┏━━

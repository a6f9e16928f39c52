use crate::queue::JobQueue;
use async_trait::async_trait;
use atelier_core::{AtelierResult, Job};
use parking_lot::Mutex;
use std::collections::HashMap;
use std::sync::Arc;
use std::time::Duration;
use tokio::task::JoinHandle;
use tracing::{debug, error, info};

/// Jobs claimed per handler per tick.
const CLAIM_BATCH: usize = 5;

/// Default processing interval.
const PROCESS_INTERVAL: Duration = Duration::from_secs(10);

/// One job-type handler. Implementations must be cheap to share.
#[async_trait]
pub trait JobHandler: Send + Sync {
    /// Execute one claimed job and return its result payload.
    async fn run(&self, job: &Job) -> AtelierResult<serde_json::Value>;
}

/// Background loop that claims and executes jobs for registered
/// handlers. A handler error consumes one attempt: the job is re-queued
/// while attempts remain and dead-lettered afterwards.
pub struct JobProcessor {
    queue: JobQueue,
    handlers: HashMap<String, Arc<dyn JobHandler>>,
    worker_id: String,
    interval: Duration,
    handle: Mutex<Option<JoinHandle<()>>>,
}

impl JobProcessor {
    /// Create a processor with the default 10 s interval.
    pub fn new(queue: JobQueue, worker_id: impl Into<String>) -> Self {
        Self {
            queue,
            handlers: HashMap::new(),
            worker_id: worker_id.into(),
            interval: PROCESS_INTERVAL,
            handle: Mutex::new(None),
        }
    }

    /// Override the processing interval (tests use short ones).
    pub fn with_interval(mut self, interval: Duration) -> Self {
        self.interval = interval;
        self
    }

    /// Register a handler for a job type. Later registrations replace
    /// earlier ones.
    pub fn register_handler(&mut self, job_type: impl Into<String>, handler: Arc<dyn JobHandler>) {
        self.handlers.insert(job_type.into(), handler);
    }

    /// The queue this processor drains.
    pub fn queue(&self) -> &JobQueue {
        &self.queue
    }

    /// One processing pass: claim up to [`CLAIM_BATCH`] jobs per
    /// registered type and execute them. Public so callers (and tests)
    /// can drive the processor without the background loop.
    pub async fn tick(&self) {
        for (job_type, handler) in &self.handlers {
            let types = [job_type.clone()];
            // Claim the whole batch before executing so a job re-queued
            // by a failing handler waits for the next tick.
            let mut batch = Vec::with_capacity(CLAIM_BATCH);
            for _ in 0..CLAIM_BATCH {
                match self.queue.claim_job(&self.worker_id, Some(&types)) {
                    Ok(Some(job)) => batch.push(job),
                    Ok(None) => break,
                    Err(e) => {
                        error!(error = %e, job_type = %job_type, "Claim failed; skipping type");
                        break;
                    }
                }
            }
            for job in &batch {
                self.execute(handler.as_ref(), job).await;
            }
        }
    }

    async fn execute(&self, handler: &dyn JobHandler, job: &Job) {
        debug!(job_id = job.id, job_type = %job.job_type, "Executing job");
        match handler.run(job).await {
            Ok(result) => {
                if let Err(e) = self.queue.complete_job(job.id, &result) {
                    error!(job_id = job.id, error = %e, "Failed to record job completion");
                }
            }
            Err(e) => {
                let message = e.to_string();
                if let Err(store_err) = self.queue.handle_failure(job, &message) {
                    error!(job_id = job.id, error = %store_err, "Failed to record job failure");
                }
            }
        }
    }

    /// Start the background loop. Idempotent: a second call while
    /// running is a no-op.
    pub fn start(self: &Arc<Self>) {
        let mut guard = self.handle.lock();
        if guard.is_some() {
            return;
        }
        info!(
            worker = %self.worker_id,
            handlers = self.handlers.len(),
            "Job processor started"
        );
        let processor = Arc::clone(self);
        *guard = Some(tokio::spawn(async move {
            let mut ticker = tokio::time::interval(processor.interval);
            loop {
                ticker.tick().await;
                processor.tick().await;
            }
        }));
    }

    /// Stop the background loop. Idempotent.
    pub fn stop(&self) {
        if let Some(handle) = self.handle.lock().take() {
            handle.abort();
            info!(worker = %self.worker_id, "Job processor stopped");
        }
    }
}

impl Drop for JobProcessor {
    fn drop(&mut self) {
        self.stop();
    }
}

#[cfg(test)]
mod tests {
    use super::*;
    use atelier_core::{AtelierError, JobStatus, NewJob};
    use atelier_store::Db;
    use serde_json::json;
    use std::sync::atomic::{AtomicU32, Ordering};

    struct Doubler;

    #[async_trait]
    impl JobHandler for Doubler {
        async fn run(&self, job: &Job) -> AtelierResult<serde_json::Value> {
            let n = job.payload.as_i64().unwrap_or(0);
            Ok(json!(n * 2))
        }
    }

    struct AlwaysFails {
        calls: AtomicU32,
    }

    #[async_trait]
    impl JobHandler for AlwaysFails {
        async fn run(&self, _job: &Job) -> AtelierResult<serde_json::Value> {
            self.calls.fetch_add(1, Ordering::SeqCst);
            Err(AtelierError::Job("handler exploded".into()))
        }
    }

    fn processor() -> JobProcessor {
        JobProcessor::new(JobQueue::new(Db::open_in_memory().unwrap()), "test-worker")
    }

    #[tokio::test]
    async fn test_tick_completes_jobs() {
        let mut processor = processor();
        processor.register_handler("double", Arc::new(Doubler));
        let job = processor
            .queue()
            .enqueue(NewJob::new("double", json!(21)))
            .unwrap();

        processor.tick().await;

        let job = processor.queue().get_job(job.id).unwrap().unwrap();
        assert_eq!(job.status, JobStatus::Completed);
        assert_eq!(job.result, Some(json!(42)));
    }

    #[tokio::test]
    async fn test_handler_error_retries_then_dead_letters() {
        let mut processor = processor();
        let handler = Arc::new(AlwaysFails {
            calls: AtomicU32::new(0),
        });
        processor.register_handler("doomed", handler.clone());
        let job = processor
            .queue()
            .enqueue(NewJob::new("doomed", json!({})).with_max_attempts(3))
            .unwrap();

        // Attempts 1 and 2 re-queue, attempt 3 dead-letters.
        processor.tick().await;
        processor.tick().await;
        processor.tick().await;

        let job = processor.queue().get_job(job.id).unwrap().unwrap();
        assert_eq!(job.status, JobStatus::DeadLetter);
        assert_eq!(job.attempts, 3);
        assert_eq!(handler.calls.load(Ordering::SeqCst), 3);

        // Dead letters are never claimed again.
        processor.tick().await;
        assert_eq!(handler.calls.load(Ordering::SeqCst), 3);
    }

    #[tokio::test]
    async fn test_unregistered_types_untouched() {
        let mut processor = processor();
        processor.register_handler("double", Arc::new(Doubler));
        let job = processor
            .queue()
            .enqueue(NewJob::new("other", json!(1)))
            .unwrap();

        processor.tick().await;

        let job = processor.queue().get_job(job.id).unwrap().unwrap();
        assert_eq!(job.status, JobStatus::Pending);
    }

    #[tokio::test]
    async fn test_start_stop_idempotent() {
        let processor = Arc::new(processor().with_interval(Duration::from_millis(10)));
        processor.start();
        processor.start();
        processor.stop();
        processor.stop();
    }
}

┗━━

[What is required] Word for word, copy the material above.

[Solved exercise]
repository a6f9e16928f39c52
use crate::queue::JobQueue;
use async_trait::async_trait;
use atelier_core::{AtelierResult, Job};
use parking_lot::Mutex;
use std::collections::HashMap;
use std::sync::Arc;
use std::time::Duration;
use tokio::task::JoinHandle;
use tracing::{debug, error, info};

/// Jobs claimed per handler per tick.
const CLAIM_BATCH: usize = 5;

/// Default processing interval.
const PROCESS_INTERVAL: Duration = Duration::from_secs(10);

/// One job-type handler. Implementations must be cheap to share.
#[async_trait]
pub trait JobHandler: Send + Sync {
    /// Execute one claimed job and return its result payload.
    async fn run(&self, job: &Job) -> AtelierResult<serde_json::Value>;
}

/// Background loop that claims and executes jobs for registered
/// handlers. A handler error consumes one attempt: the job is re-queued
/// while attempts remain and dead-lettered afterwards.
pub struct JobProcessor {
    queue: JobQueue,
    handlers: HashMap<String, Arc<dyn JobHandler>>,
    worker_id: String,
    interval: Duration,
    handle: Mutex<Option<JoinHandle<()>>>,
}

impl JobProcessor {
    /// Create a processor with the default 10 s interval.
    pub fn new(queue: JobQueue, worker_id: impl Into<String>) -> Self {
        Self {
            queue,
            handlers: HashMap::new(),
            worker_id: worker_id.into(),
            interval: PROCESS_INTERVAL,
            handle: Mutex::new(None),
        }
    }

    /// Override the processing interval (tests use short ones).
    pub fn with_interval(mut self, interval: Duration) -> Self {
        self.interval = interval;
        self
    }

    /// Register a handler for a job type. Later registrations replace
    /// earlier ones.
    pub fn register_handler(&mut self, job_type: impl Into<String>, handler: Arc<dyn JobHandler>) {
        self.handlers.insert(job_type.into(), handler);
    }

    /// The queue this processor drains.
    pub fn queue(&self) -> &JobQueue {
        &self.queue
    }

    /// One processing pass: claim up to [`CLAIM_BATCH`] jobs per
    /// registered type and execute them. Public so callers (and tests)
    /// can drive the processor without the background loop.
    pub async fn tick(&self) {
        for (job_type, handler) in &self.handlers {
            let types = [job_type.clone()];
            // Claim the whole batch before executing so a job re-queued
            // by a failing handler waits for the next tick.
            let mut batch = Vec::with_capacity(CLAIM_BATCH);
            for _ in 0..CLAIM_BATCH {
                match self.queue.claim_job(&self.worker_id, Some(&types)) {
                    Ok(Some(job)) => batch.push(job),
                    Ok(None) => break,
                    Err(e) => {
                        error!(error = %e, job_type = %job_type, "Claim failed; skipping type");
                        break;
                    }
                }
            }
            for job in &batch {
                self.execute(handler.as_ref(), job).await;
            }
        }
    }

    async fn execute(&self, handler: &dyn JobHandler, job: &Job) {
        debug!(job_id = job.id, job_type = %job.job_type, "Executing job");
        match handler.run(job).await {
            Ok(result) => {
                if let Err(e) = self.queue.complete_job(job.id, &result) {
                    error!(job_id = job.id, error = %e, "Failed to record job completion");
                }
            }
            Err(e) => {
                let message = e.to_string();
                if let Err(store_err) = self.queue.handle_failure(job, &message) {
                    error!(job_id = job.id, error = %store_err, "Failed to record job failure");
                }
            }
        }
    }

    /// Start the background loop. Idempotent: a second call while
    /// running is a no-op.
    pub fn start(self: &Arc<Self>) {
        let mut guard = self.handle.lock();
        if guard.is_some() {
            return;
        }
        info!(
            worker = %self.worker_id,
            handlers = self.handlers.len(),
            "Job processor started"
        );
        let processor = Arc::clone(self);
        *guard = Some(tokio::spawn(async move {
            let mut ticker = tokio::time::interval(processor.interval);
            loop {
                ticker.tick().await;
                processor.tick().await;
            }
        }));
    }

    /// Stop the background loop. Idempotent.
    pub fn stop(&self) {
        if let Some(handle) = self.handle.lock().take() {
            handle.abort();
            info!(worker = %self.worker_id, "Job processor stopped");
        }
    }
}

impl Drop for JobProcessor {
    fn drop(&mut self) {
        self.stop();
    }
}

#[cfg(test)]
mod tests {
    use super::*;
    use atelier_core::{AtelierError, JobStatus, NewJob};
    use atelier_store::Db;
    use serde_json::json;
    use std::sync::atomic::{AtomicU32, Ordering};

    struct Doubler;

    #[async_trait]
    impl JobHandler for Doubler {
        async fn run(&self, job: &Job) -> AtelierResult<serde_json::Value> {
            let n = job.payload.as_i64().unwrap_or(0);
            Ok(json!(n * 2))
        }
    }

    struct AlwaysFails {
        calls: AtomicU32,
    }

    #[async_trait]
    impl JobHandler for AlwaysFails {
        async fn run(&self, _job: &Job) -> AtelierResult<serde_json::Value> {
            self.calls.fetch_add(1, Ordering::SeqCst);
            Err(AtelierError::Job("handler exploded".into()))
        }
    }

    fn processor() -> JobProcessor {
        JobProcessor::new(JobQueue::new(Db::open_in_memory().unwrap()), "test-worker")
    }

    #[tokio::test]
    async fn test_tick_completes_jobs() {
        let mut processor = processor();
        processor.register_handler("double", Arc::new(Doubler));
        let job = processor
            .queue()
            .enqueue(NewJob::new("double", json!(21)))
            .unwrap();

        processor.tick().await;

        let job = processor.queue().get_job(job.id).unwrap().unwrap();
        assert_eq!(job.status, JobStatus::Completed);
        assert_eq!(job.result, Some(json!(42)));
    }

    #[tokio::test]
    async fn test_handler_error_retries_then_dead_letters() {
        let mut processor = processor();
        let handler = Arc::new(AlwaysFails {
            calls: AtomicU32::new(0),
        });
        processor.register_handler("doomed", handler.clone());
        let job = processor
            .queue()
            .enqueue(NewJob::new("doomed", json!({})).with_max_attempts(3))
            .unwrap();

        // Attempts 1 and 2 re-queue, attempt 3 dead-letters.
        processor.tick().await;
        processor.tick().await;
        processor.tick().await;

        let job = processor.queue().get_job(job.id).unwrap().unwrap();
        assert_eq!(job.status, JobStatus::DeadLetter);
        assert_eq!(job.attempts, 3);
        assert_eq!(handler.calls.load(Ordering::SeqCst), 3);

        // Dead letters are never claimed again.
        processor.tick().await;
        assert_eq!(handler.calls.load(Ordering::SeqCst), 3);
    }

    #[tokio::test]
    async fn test_unregistered_types_untouched() {
        let mut processor = processor();
        processor.register_handler("double", Arc::new(Doubler));
        let job = processor
            .queue()
            .enqueue(NewJob::new("other", json!(1)))
            .unwrap();

        processor.tick().await;

        let job = processor.queue().get_job(job.id).unwrap().unwrap();
        assert_eq!(job.status, JobStatus::Pending);
    }

    #[tokio::test]
    async fn test_start_stop_idempotent() {
        let processor = Arc::new(processor().with_interval(Duration::from_millis(10)));
        processor.start();
        processor.start();
        processor.stop();
        processor.stop();
    }
}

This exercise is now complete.